Changement de politique erroné chez Cursor : un incident qui soulève des questions sur la fiabilité des IA
Le mois dernier, le bot d’intelligence artificielle (IA) de Cursor a suscité une vive controverse en annonçant à tort que les utilisateurs n’étaient plus autorisés à utiliser le logiciel sur plusieurs ordinateurs. Cette mauvaise communication a provoqué l’ire de nombreux clients et même des annulations de comptes. Cet épisode met en lumière la problématique grandissante des erreurs générées par les systèmes d’IA, une préoccupation persistante malgré l’expansion rapide de leur utilisation.

Une annonce erronée du bot IA
Cursor, un outil innovant apprécié des programmeurs informatiques, s’est retrouvé dans l’œil du cyclone suite à une déclaration incorrecte faite par son bot IA. Ce dernier a affirmé que l’utilisation du logiciel serait désormais limitée à un seul ordinateur, amenant certains clients mécontents à se plaindre sur divers forums et allant jusqu’à résilier leurs abonnements.
Michael Truell, co-fondateur et PDG de Cursor, a réagi rapidement pour rectifier cette erreur dans un post sur Reddit : « Nous n’avons pas une telle politique. Vous êtes bien sûr libre d’utiliser Cursor sur plusieurs machines. Malheureusement, il s’agit d’une réponse incorrecte d’un bot de support d’IA ».
Ce phénomène met en exergue un problème largement sous-estimé depuis l’avènement des systèmes comme ChatGPT : la fiabilité des informations fournies par ces intelligences artificielles est souvent mise en question.
L’augmentation des erreurs générées par l’IA
Selon Amr Awadallah, directeur général de Vectara, « Malgré nos meilleurs efforts, ils hallucineront toujours », soulignant ainsi qu’un taux important d’erreurs persistantes semble inévitable.
Un exemple frappant concerne OpenAI où ses nouveaux modèles montrent des taux alarmants d’« hallucinations » – où le système invente ou déforme délibérément certaines informations. Par exemple, OpenAI a noté que son modèle O3 hallucine jusqu’à 33% du temps lors de tests benchmarks tandis que le tout nouveau modèle O4-Mini atteint même 48%.
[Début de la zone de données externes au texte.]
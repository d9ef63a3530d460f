//! Combines adjacent minimal edits which together express one linguistic change.
//!
//! The aligner produces the smallest possible edits, e.g. `[to -> eating] [eat -> ]`. The [Merger] joins these into
//! `[to eat -> eating]` before classification. MATCH edits are boundaries: nothing is merged across them.

use log::debug;
use serde::{Deserialize, Serialize};
use std::fmt;

use crate::{
    edit::{Edit, Operation},
    predicate::{
        all_tokens, is_delete, is_insert, of_size_one_to_one, one_sided_single, pos_in, tag_in,
    },
    types::{Pos, Tag, Token},
    utils, Error,
};

/// Options for a [Merger].
#[derive(Debug, Clone, PartialEq, Serialize, Deserialize)]
#[serde(default)]
pub struct MergeOptions {
    /// Maximum number of tokens on either side of a merged edit.
    pub max_span: usize,
}

impl Default for MergeOptions {
    fn default() -> Self {
        MergeOptions { max_span: 6 }
    }
}

/// Why two edits were merged. The variants are checked in declaration order.
#[derive(Debug, Clone, Copy, PartialEq, Eq)]
pub enum MergeReason {
    /// Every token is a particle, auxiliary or verb, e.g. `[to eat -> eating]`.
    VerbPhrase,
    /// The sides only differ in case, whitespace, apostrophes or hyphens, e.g. `[do n't -> dont]`.
    Orthography,
    /// A possessive suffix joining the noun change it attaches to, e.g. `[friends -> friend 's]`.
    Possessive,
    /// Consecutive insertions or consecutive deletions.
    OneSidedRun,
}

impl fmt::Display for MergeReason {
    fn fmt(&self, f: &mut fmt::Formatter<'_>) -> fmt::Result {
        let name = match self {
            MergeReason::VerbPhrase => "verb phrase",
            MergeReason::Orthography => "orthography",
            MergeReason::Possessive => "possessive",
            MergeReason::OneSidedRun => "one-sided run",
        };
        write!(f, "{}", name)
    }
}

const PART_AUX_OR_VERB: &[Pos] = &[Pos::Part, Pos::Aux, Pos::Verb];

fn is_verb_phrase(union: &Edit) -> bool {
    let (source, target) = union.size();
    source > 0 && target > 0 && all_tokens(pos_in(PART_AUX_OR_VERB))(union)
}

fn folded_equal(edit: &Edit) -> bool {
    let fold =
        |tokens: &[Token]| utils::folded_concat_without(tokens, utils::is_apostrophe_or_hyphen);
    fold(edit.source().tokens()) == fold(edit.target().tokens())
}

/// The union is an orthographic variant while neither part is one on its own. A part which already is, e.g.
/// `[Cat -> cat]`, is a finished edit and stays apart from its neighbour.
fn is_orthography(first: &Edit, second: &Edit, union: &Edit) -> bool {
    folded_equal(union) && !folded_equal(first) && !folded_equal(second)
}

/// `second` is a lone possessive suffix and `first` the single word it attaches to, so the union is one word against
/// word plus suffix.
fn is_possessive(first: &Edit, second: &Edit, union: &Edit) -> bool {
    one_sided_single(second)
        && all_tokens(tag_in(&[Tag::Pos]))(second)
        && of_size_one_to_one(first)
        && matches!(union.size(), (1, 2) | (2, 1))
}

/// Merges runs of adjacent non-MATCH edits.
#[derive(Debug, Clone, Default)]
pub struct Merger {
    options: MergeOptions,
}

impl Merger {
    /// Creates a new merger.
    ///
    /// # Errors
    /// - If `max_span` is zero.
    pub fn new(options: MergeOptions) -> Result<Self, Error> {
        if options.max_span == 0 {
            return Err(Error::InvalidOption(
                "max_span must be at least one".into(),
            ));
        }

        Ok(Merger { options })
    }

    pub fn options(&self) -> &MergeOptions {
        &self.options
    }

    /// Determines why `first` and `second` should be merged into `union`, if at all.
    fn reason(&self, first: &Edit, second: &Edit, union: &Edit) -> Option<MergeReason> {
        let (source, target) = union.size();
        if source > self.options.max_span || target > self.options.max_span {
            return None;
        }

        if is_verb_phrase(union) {
            Some(MergeReason::VerbPhrase)
        } else if is_orthography(first, second, union) {
            Some(MergeReason::Orthography)
        } else if is_possessive(first, second, union) {
            Some(MergeReason::Possessive)
        } else if (is_insert(first) && is_insert(second)) || (is_delete(first) && is_delete(second))
        {
            Some(MergeReason::OneSidedRun)
        } else {
            None
        }
    }

    /// One greedy left-to-right pass. Returns the new edits and whether anything was merged.
    fn pass<'t>(&self, edits: &[Edit<'t>]) -> (Vec<Edit<'t>>, bool) {
        let mut output = Vec::with_capacity(edits.len());
        let mut current: Option<Edit<'t>> = None;
        let mut changed = false;

        for edit in edits {
            if edit.operation() == Operation::Match {
                output.extend(current.take());
                output.push(edit.clone());
                continue;
            }

            let acc = match current.take() {
                Some(acc) => acc,
                None => {
                    current = Some(edit.clone());
                    continue;
                }
            };

            let merged = acc
                .merge(edit)
                .and_then(|union| self.reason(&acc, edit, &union).map(|reason| (union, reason)));

            match merged {
                Some((union, reason)) => {
                    debug!("merging {:?} and {:?} ({})", acc, edit, reason);
                    changed = true;

                    // a merge can cancel out, e.g. deleting and inserting the same word
                    if union.operation() == Operation::Match {
                        output.push(union);
                    } else {
                        current = Some(union);
                    }
                }
                None => {
                    output.push(acc);
                    current = Some(edit.clone());
                }
            }
        }

        output.extend(current);
        (output, changed)
    }

    /// Merges the edits of one sentence pair. The edits must be ordered by position.
    /// The result covers the same tokens in the same order and merging it again is a no-op.
    pub fn merge<'t>(&self, edits: &[Edit<'t>]) -> Vec<Edit<'t>> {
        let (mut edits, mut changed) = self.pass(edits);

        while changed {
            let (next, next_changed) = self.pass(&edits);
            edits = next;
            changed = next_changed;
        }

        edits
    }
}
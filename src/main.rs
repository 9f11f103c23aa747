use anyhow::{Context, Result};
use clap::Parser;
use stowage::{
    bundle::Bundle,
    cli::{Cli, Commands},
    config::Config,
    constants::platform::MULTI_OS,
    manifest::Platform,
    publish::{Publisher, Signature},
    pull::pull_bundle,
    reference::{display_reference, ensure_oci_prefix, reference_from_metadata},
    registry::{Connector, OciConnector, Remote},
};
use tracing::info;
use tracing_subscriber::EnvFilter;

#[tokio::main]
async fn main() -> Result<()> {
    let cli = Cli::parse();

    // Initialize logging to stderr
    let filter = if cli.verbose {
        EnvFilter::new("debug")
    } else {
        EnvFilter::new("info")
    };
    tracing_subscriber::fmt()
        .with_env_filter(filter)
        .with_writer(std::io::stderr)
        .init();

    match cli.command {
        Commands::Publish {
            bundle,
            destination,
            signature,
            insecure,
        } => {
            let config = Config::load()?;

            let destination = destination
                .or_else(|| config.default_destination.clone())
                .context("Either DESTINATION, STOWAGE_REPO or default_destination must be set")?;

            let mut bundle_def = Bundle::load(&bundle)?;
            bundle_def.stamp_build(env!("CARGO_PKG_VERSION"));
            let signature = Signature::load(signature.as_deref())?;

            let publisher = Publisher::new(OciConnector::new(config, insecure));
            publisher
                .publish(&bundle_def, &destination, signature)
                .await
                .with_context(|| format!("Failed to publish {}", bundle.display()))?;

            let reference =
                reference_from_metadata(&ensure_oci_prefix(&destination), &bundle_def.metadata)?;
            let shown = display_reference(&reference);

            // Print only the bundle reference to stdout
            println!("{}", shown);

            info!("To inspect the bundle: stowage inspect {}", shown);
            info!(
                "To pull the bundle: stowage pull {} --arch {}",
                shown, bundle_def.metadata.architecture
            );
        }
        Commands::Inspect {
            reference,
            insecure,
        } => {
            let config = Config::load()?;
            let connector = OciConnector::new(config, insecure);
            let remote = connector.connect(&reference, &host_platform())?;

            let json = match remote.fetch_index().await? {
                Some(index) => serde_json::to_string_pretty(&index)?,
                None => {
                    let manifest = remote
                        .fetch_root()
                        .await
                        .with_context(|| format!("Nothing to inspect at {}", reference))?;
                    serde_json::to_string_pretty(&manifest.manifest)?
                }
            };
            println!("{}", json);
        }
        Commands::Pull {
            reference,
            arch,
            output,
            insecure,
        } => {
            let config = Config::load()?;
            let platform = arch
                .map(|arch| Platform::new(&arch, MULTI_OS))
                .unwrap_or_else(host_platform);
            let connector = OciConnector::new(config, insecure);
            let remote = connector.connect(&reference, &platform)?;

            let written = pull_bundle(&remote, &output)
                .await
                .with_context(|| format!("Failed to pull {}", reference))?;

            for path in written {
                println!("{}", path.display());
            }
        }
        Commands::Version => {
            println!("stowage {}", env!("CARGO_PKG_VERSION"));
        }
    }

    Ok(())
}

/// Platform of the running host, in registry architecture names
fn host_platform() -> Platform {
    let arch = match std::env::consts::ARCH {
        "x86_64" => "amd64",
        "aarch64" => "arm64",
        other => other,
    };
    Platform::new(arch, MULTI_OS)
}
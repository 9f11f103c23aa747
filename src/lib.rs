pub mod auth;
pub mod bundle;
pub mod cli;
pub mod config;
pub mod constants;
pub mod error;
pub mod manifest;
pub mod publish;
pub mod pull;
pub mod reference;
pub mod registry;

pub use error::{Error, ErrorKind, Result};
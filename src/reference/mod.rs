//! Destination reference resolution for bundles.

use oci_distribution::Reference;
use std::str::FromStr;

use crate::bundle::Metadata;
use crate::constants::OCI_SCHEME;
use crate::error::{Error, Result};

/// Prefix `location` with `oci://` unless it already carries the scheme
pub fn ensure_oci_prefix(location: &str) -> String {
    if location.starts_with(OCI_SCHEME) {
        location.to_string()
    } else {
        format!("{}{}", OCI_SCHEME, location)
    }
}

/// Derive the bundle reference `<location>/<name>:<version>`
pub fn reference_from_metadata(location: &str, metadata: &Metadata) -> Result<Reference> {
    if metadata.name.is_empty() {
        return Err(Error::MissingName);
    }
    if metadata.version.is_empty() {
        return Err(Error::MissingVersion);
    }

    let location = location
        .strip_prefix(OCI_SCHEME)
        .unwrap_or(location)
        .trim_end_matches('/');
    let raw = format!("{}/{}:{}", location, metadata.name, metadata.version);

    Reference::from_str(&raw).map_err(|e| Error::InvalidReference {
        reference: raw.clone(),
        reason: e.to_string(),
    })
}

/// Render a reference the way users type it back into the CLI
pub fn display_reference(reference: &Reference) -> String {
    match reference.tag() {
        Some(tag) => format!(
            "{}/{}:{}",
            reference.registry(),
            reference.repository(),
            tag
        ),
        None => reference.whole(),
    }
}
//! OCI content model used by bundles.
//!
//! Descriptors and image manifests are `oci_distribution`'s own types. The
//! image index is modelled here, carrying every field it does not interpret
//! so that a read-modify-write leaves other platforms' entries intact.

use serde::{Deserialize, Serialize};
use std::collections::BTreeMap;

pub use oci_distribution::manifest::{OciDescriptor, OciImageManifest};

use crate::constants::{annotation, media_type};
use crate::error::Result;

pub type Annotations = BTreeMap<String, String>;

/// Fields of an index document that are passed through untouched
pub type Extra = serde_json::Map<String, serde_json::Value>;

/// Describe `data` as it will be stored under `media_type`
pub fn content_descriptor(data: &[u8], media_type: &str) -> OciDescriptor {
    OciDescriptor {
        media_type: media_type.to_string(),
        digest: digest_of(data),
        size: data.len() as i64,
        urls: None,
        annotations: None,
    }
}

/// Image manifest with the OCI media type and no annotations
pub fn image_manifest(config: OciDescriptor, layers: Vec<OciDescriptor>) -> OciImageManifest {
    OciImageManifest {
        schema_version: 2,
        media_type: Some(media_type::OCI_MANIFEST.to_string()),
        artifact_type: None,
        config,
        layers,
        annotations: None,
    }
}

/// Title annotation, as shown by registry UIs
pub trait Titled {
    fn with_title(self, title: &str) -> Self;

    fn title(&self) -> Option<&str>;
}

impl Titled for OciDescriptor {
    fn with_title(mut self, title: &str) -> Self {
        self.annotations
            .get_or_insert_with(Default::default)
            .insert(annotation::TITLE.to_string(), title.to_string());
        self
    }

    fn title(&self) -> Option<&str> {
        self.annotations
            .as_ref()
            .and_then(|a| a.get(annotation::TITLE))
            .map(String::as_str)
    }
}

/// Platform information for an index entry
#[derive(Debug, Clone, PartialEq, Eq, Serialize, Deserialize)]
pub struct Platform {
    pub architecture: String,
    pub os: String,
    #[serde(default, skip_serializing_if = "Option::is_none")]
    pub variant: Option<String>,
    /// `os.version`, `os.features`, `features` and the like
    #[serde(flatten)]
    pub extra: Extra,
}

impl Platform {
    pub fn new(architecture: &str, os: &str) -> Self {
        Self {
            architecture: architecture.to_string(),
            os: os.to_string(),
            variant: None,
            extra: Extra::new(),
        }
    }

    /// Index entries are keyed by architecture and OS; the variant is not
    /// part of the key.
    pub fn matches(&self, other: &Platform) -> bool {
        self.architecture == other.architecture && self.os == other.os
    }
}

impl std::fmt::Display for Platform {
    fn fmt(&self, f: &mut std::fmt::Formatter<'_>) -> std::fmt::Result {
        write!(f, "{}/{}", self.os, self.architecture)?;
        if let Some(variant) = &self.variant {
            write!(f, "/{}", variant)?;
        }
        Ok(())
    }
}

/// OCI Image Index mapping platforms to manifests
#[derive(Debug, Clone, PartialEq, Eq, Serialize, Deserialize)]
pub struct ImageIndex {
    #[serde(rename = "schemaVersion")]
    pub schema_version: i32,
    #[serde(rename = "mediaType", default, skip_serializing_if = "Option::is_none")]
    pub media_type: Option<String>,
    #[serde(default)]
    pub manifests: Vec<IndexEntry>,
    #[serde(default, skip_serializing_if = "Option::is_none")]
    pub annotations: Option<Annotations>,
    /// `artifactType`, `subject` and anything newer
    #[serde(flatten)]
    pub extra: Extra,
}

/// Descriptor for a platform-specific manifest in the index
#[derive(Debug, Clone, PartialEq, Eq, Serialize, Deserialize)]
pub struct IndexEntry {
    #[serde(rename = "mediaType")]
    pub media_type: String,
    pub digest: String,
    pub size: i64,
    #[serde(default, skip_serializing_if = "Option::is_none")]
    pub platform: Option<Platform>,
    #[serde(default, skip_serializing_if = "Option::is_none")]
    pub annotations: Option<Annotations>,
    /// `artifactType`, `urls` and anything newer
    #[serde(flatten)]
    pub extra: Extra,
}

impl IndexEntry {
    pub fn new(descriptor: &OciDescriptor, platform: Platform) -> Self {
        Self {
            media_type: media_type::OCI_MANIFEST.to_string(),
            digest: descriptor.digest.clone(),
            size: descriptor.size,
            platform: Some(platform),
            annotations: descriptor
                .annotations
                .clone()
                .map(|a| a.into_iter().collect()),
            extra: Extra::new(),
        }
    }
}

impl ImageIndex {
    pub fn new(manifests: Vec<IndexEntry>) -> Self {
        Self {
            schema_version: 2,
            media_type: Some(media_type::OCI_INDEX.to_string()),
            manifests,
            annotations: None,
            extra: Extra::new(),
        }
    }

    pub fn find(&self, platform: &Platform) -> Option<&IndexEntry> {
        self.manifests
            .iter()
            .find(|m| m.platform.as_ref().is_some_and(|p| p.matches(platform)))
    }

    /// Point the entry for `platform` at `descriptor`, appending a new entry
    /// if the platform is not listed yet. Other entries are left as they are.
    ///
    /// A replaced entry keeps its platform object and loses everything else.
    pub fn upsert(&mut self, platform: &Platform, descriptor: &OciDescriptor) {
        let existing = self
            .manifests
            .iter_mut()
            .find(|m| m.platform.as_ref().is_some_and(|p| p.matches(platform)));

        match existing {
            Some(entry) => {
                let kept = entry.platform.take().unwrap_or_else(|| platform.clone());
                *entry = IndexEntry::new(descriptor, kept);
            }
            None => self
                .manifests
                .push(IndexEntry::new(descriptor, platform.clone())),
        }
    }
}

/// A manifest as pulled from a registry, before the caller knows which
/// shape it has.
#[derive(Debug, Clone)]
pub enum PulledManifest {
    Image(OciImageManifest),
    Index(ImageIndex),
}

/// An image manifest along with the exact bytes the registry served
#[derive(Debug, Clone)]
pub struct FetchedManifest {
    pub manifest: OciImageManifest,
    pub body: Vec<u8>,
    /// Digest the registry reported for `body`
    pub digest: String,
}

impl FetchedManifest {
    /// Media type the manifest should be pushed under
    pub fn content_type(&self) -> &str {
        self.manifest
            .media_type
            .as_deref()
            .unwrap_or(media_type::OCI_MANIFEST)
    }
}

#[derive(Deserialize)]
struct ManifestProbe {
    #[serde(rename = "mediaType")]
    media_type: Option<String>,
    manifests: Option<serde_json::Value>,
}

/// Decode raw manifest bytes into an image manifest or an index.
///
/// `content_type` is the type reported by the registry, if any; the
/// document's own `mediaType` wins, and documents without one are told
/// apart by the presence of a `manifests` array.
pub fn decode_manifest(body: &[u8], content_type: Option<&str>) -> Result<PulledManifest> {
    let probe: ManifestProbe = serde_json::from_slice(body)?;
    let kind = probe.media_type.as_deref().or(content_type);

    let is_index = match kind {
        Some(media_type::OCI_INDEX) | Some(media_type::DOCKER_MANIFEST_LIST) => true,
        Some(media_type::OCI_MANIFEST) | Some(media_type::DOCKER_MANIFEST) => false,
        _ => probe.manifests.is_some(),
    };

    if is_index {
        Ok(PulledManifest::Index(serde_json::from_slice(body)?))
    } else {
        Ok(PulledManifest::Image(serde_json::from_slice(body)?))
    }
}

/// sha256 content digest in `algorithm:hex` form
pub fn digest_of(data: &[u8]) -> String {
    format!("sha256:{}", sha256::digest(data))
}
//! The per-platform index stored at the bundle tag.

use tracing::debug;

use crate::bundle::Bundle;
use crate::constants::platform::MULTI_OS;
use crate::error::Result;
use crate::manifest::{ImageIndex, OciDescriptor, Platform};
use crate::registry::Remote;

/// Fetch the index at the remote's reference; `None` on first publish
pub async fn get_index<R: Remote>(remote: &R) -> Result<Option<ImageIndex>> {
    let index = remote.fetch_index().await?;
    match &index {
        Some(index) => debug!(
            "Found existing index at {} with {} manifest(s)",
            remote.reference(),
            index.manifests.len()
        ),
        None => debug!("No index at {} yet", remote.reference()),
    }
    Ok(index)
}

/// Point the bundle's platform entry at `root` and push the index.
///
/// Entries for other platforms are carried over unchanged.
pub async fn update_index<R: Remote>(
    index: Option<ImageIndex>,
    remote: &R,
    bundle: &Bundle,
    root: &OciDescriptor,
) -> Result<OciDescriptor> {
    let platform = Platform::new(&bundle.metadata.architecture, MULTI_OS);
    let mut index = index.unwrap_or_else(|| ImageIndex::new(Vec::new()));
    index.upsert(&platform, root);
    remote.push_index(&index).await
}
Hannaneh Hajishirzi, professeur à l’Université de Washington et chercheur dans ce domaine, souligne également ce défi : « Nous ne savons toujours pas comment ces modèles fonctionnent exactement ».
Risques inhérents aux systèmes automatisés
Ces malaises sont accentués lorsque ces outils sont utilisés dans des contextes sensibles tels que le domaine juridique ou médical. Pratik Verma affirme : « Vous passez beaucoup de temps à essayer de comprendre quelles réponses sont factuelles et lesquelles ne le sont pas », indiquant ainsi combien il peut devenir compliqué pour les professionnels dépendant presque uniquement d’une technologie supposée fiable.
Les compagnies comme OpenAI cherchent sans cesse à améliorer leurs systèmes afin réduire ces problèmes mais rencontrent encore des obstacles après avoir maximisé leurs bases initiales données provenant intégralement du web.